I often see semi-serious questions about film history like this on Twitter: what are the anti-feminist semiotics of pizza versus Chinese takeout as it coded female protagonists in 1980s popular films? What television show was the first to begin with the now-formulaic “Previously on . . .” or “Last week on . . .”? Questions like these address themselves to a new media studies informed by digital humanities’ search-oriented promise of direct access to large datasets, one with significant pedagogical opportunities to teach students the difficult skill of refining suitable research questions. On Twitter, users answer these questions with educated guesses based on their film history knowledge, but the answers are often little more than stabs at trivia, relying on traditional forms of knowledge-making that require either accessing a store of previously-remembered information or searching reference works like IMDb or Wikipedia.

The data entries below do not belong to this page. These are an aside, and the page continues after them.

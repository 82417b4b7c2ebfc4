//! Small-chunk merging.
//!
//! Undersized fragments are folded into the previous chunk when that stays
//! within the tolerance limit. Fragments that cannot be merged survive only
//! if they start with a heading marker; everything else is dropped.
//!
//! The merged length is checked against `chunk_size * 1.2` but the result
//! is not re-split, so a merge may leave a chunk a couple of characters
//! (the `"\n\n"` joiner) above the limit.

use crate::config::ChunkConfig;
use crate::text::char_len;

/// Filter and merge `chunks` so that they meet `config.min_chunk_size`
/// where possible.
pub fn merge_small_chunks(chunks: Vec<String>, config: &ChunkConfig) -> Vec<String> {
    let mut merged: Vec<String> = Vec::with_capacity(chunks.len());

    for chunk in chunks {
        let chunk = chunk.trim();
        if chunk.is_empty() {
            continue;
        }

        let len = char_len(chunk);
        if len >= config.min_chunk_size {
            merged.push(chunk.to_string());
            continue;
        }

        if let Some(last) = merged.last_mut() {
            if ((char_len(last) + len) as f64) < config.tolerance_limit() {
                last.push_str("\n\n");
                last.push_str(chunk);
                continue;
            }
        }

        if chunk.starts_with('#') {
            merged.push(chunk.to_string());
        }
    }

    merged
}

#[cfg(test)]
mod tests {
    use super::*;

    fn owned(items: &[&str]) -> Vec<String> {
        items.iter().map(|s| s.to_string()).collect()
    }

    #[test]
    fn test_large_chunks_kept_verbatim() {
        let config = ChunkConfig::new(100, 10, 5);
        let input = owned(&["first chunk", "second chunk"]);
        assert_eq!(merge_small_chunks(input.clone(), &config), input);
    }

    #[test]
    fn test_small_fragment_merges_into_previous() {
        let config = ChunkConfig::new(100, 10, 20);
        let input = owned(&["a chunk that is long enough", "tail"]);
        assert_eq!(
            merge_small_chunks(input, &config),
            owned(&["a chunk that is long enough\n\ntail"])
        );
    }

    #[test]
    fn test_leading_small_fragment_without_heading_dropped() {
        let config = ChunkConfig::new(100, 10, 20);
        let input = owned(&["stray", "a chunk that is long enough"]);
        assert_eq!(
            merge_small_chunks(input, &config),
            owned(&["a chunk that is long enough"])
        );
    }

    #[test]
    fn test_heading_fragment_kept_when_merge_impossible() {
        let config = ChunkConfig::new(20, 5, 10);
        let big = "x".repeat(20);
        let input = vec![big.clone(), "# Tiny".to_string(), "tiny".to_string()];
        // 20 + 6 >= 24, so "# Tiny" stands alone; "tiny" then merges into it.
        assert_eq!(
            merge_small_chunks(input, &config),
            vec![big, "# Tiny\n\ntiny".to_string()]
        );
    }

    #[test]
    fn test_non_heading_fragment_dropped_when_merge_impossible() {
        let config = ChunkConfig::new(20, 5, 10);
        let big = "x".repeat(20);
        let input = vec![big.clone(), "orphan".to_string()];
        assert_eq!(merge_small_chunks(input, &config), vec![big]);
    }

    #[test]
    fn test_empty_chunks_dropped() {
        let config = ChunkConfig::new(100, 10, 0);
        let input = owned(&["", "   \n", "kept"]);
        assert_eq!(merge_small_chunks(input, &config), owned(&["kept"]));
    }

    #[test]
    fn test_merge_may_exceed_tolerance_by_joiner() {
        let config = ChunkConfig::new(100, 10, 10);
        let big = "x".repeat(110);
        let input = vec![big, "y".repeat(9)];
        let merged = merge_small_chunks(input, &config);
        assert_eq!(merged.len(), 1);
        // 110 + 9 < 120 passes the check; the joiner lands at 121.
        assert_eq!(merged[0].chars().count(), 121);
        assert!(config.exceeds_tolerance(merged[0].chars().count()));
    }
}
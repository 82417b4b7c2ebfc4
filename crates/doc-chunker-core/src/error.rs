use thiserror::Error;

/// Errors produced by [`ChunkConfig::validate`](crate::ChunkConfig::validate).
#[derive(Debug, Clone, PartialEq, Eq, Error)]
pub enum ConfigError {
    #[error("chunk_size must be > 0")]
    ZeroChunkSize,
    #[error("overlap ({overlap}) must be smaller than chunk_size ({chunk_size})")]
    OverlapTooLarge { overlap: usize, chunk_size: usize },
    #[error("min_chunk_size ({min_chunk_size}) must not exceed chunk_size ({chunk_size})")]
    MinChunkSizeTooLarge {
        min_chunk_size: usize,
        chunk_size: usize,
    },
}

While questions about action clichés or movie pizza might seem to be idle ones, the subtleties in answering them get students to think about fundamental problems with traditional media studies’ reliance on the personal investigative mode and how a corpus-driven approach might be able not only to augment traditional methods but also do things that traditional methods cannot. For example, one person proposed Han Solo in Star Wars (dir. George Lucas, 1977) as an example of the line “we got company,” while acknowledging it was unlikely that this was the first appearance. This guess relies on personal memory and intuition, which we want to encourage in students, while at the same time recognizing the limits of even a lifetime of watching films. While Han Solo’s might arguably be the most memorable or significant or ironic use of the cliché, this claim is of a different order than an answer to the objective historical question posed. Thus, we might still teach students to answer traditional questions like “how has the action genre been defined historically?,” but we can now better address those questions with digital methods that answer specific research questions like “how has the color palette of action movie posters evolved over time?,” “with what frequency have industry publications used the word ‘action’ to categorize types of films?,” or “do action film screenplays have a notably different structure than other genres?” In this way, students can get a richer sense of the kind of film historiography described by Robert Sklar, who argues that “the practice of historiography is fundamentally dialogic. Historical discourse is constantly being transformed through historians’ commentaries and critiques on the work of other past and present historians.”[1] Thus, students can see how film histories are written and rewritten by new digital methods and techniques.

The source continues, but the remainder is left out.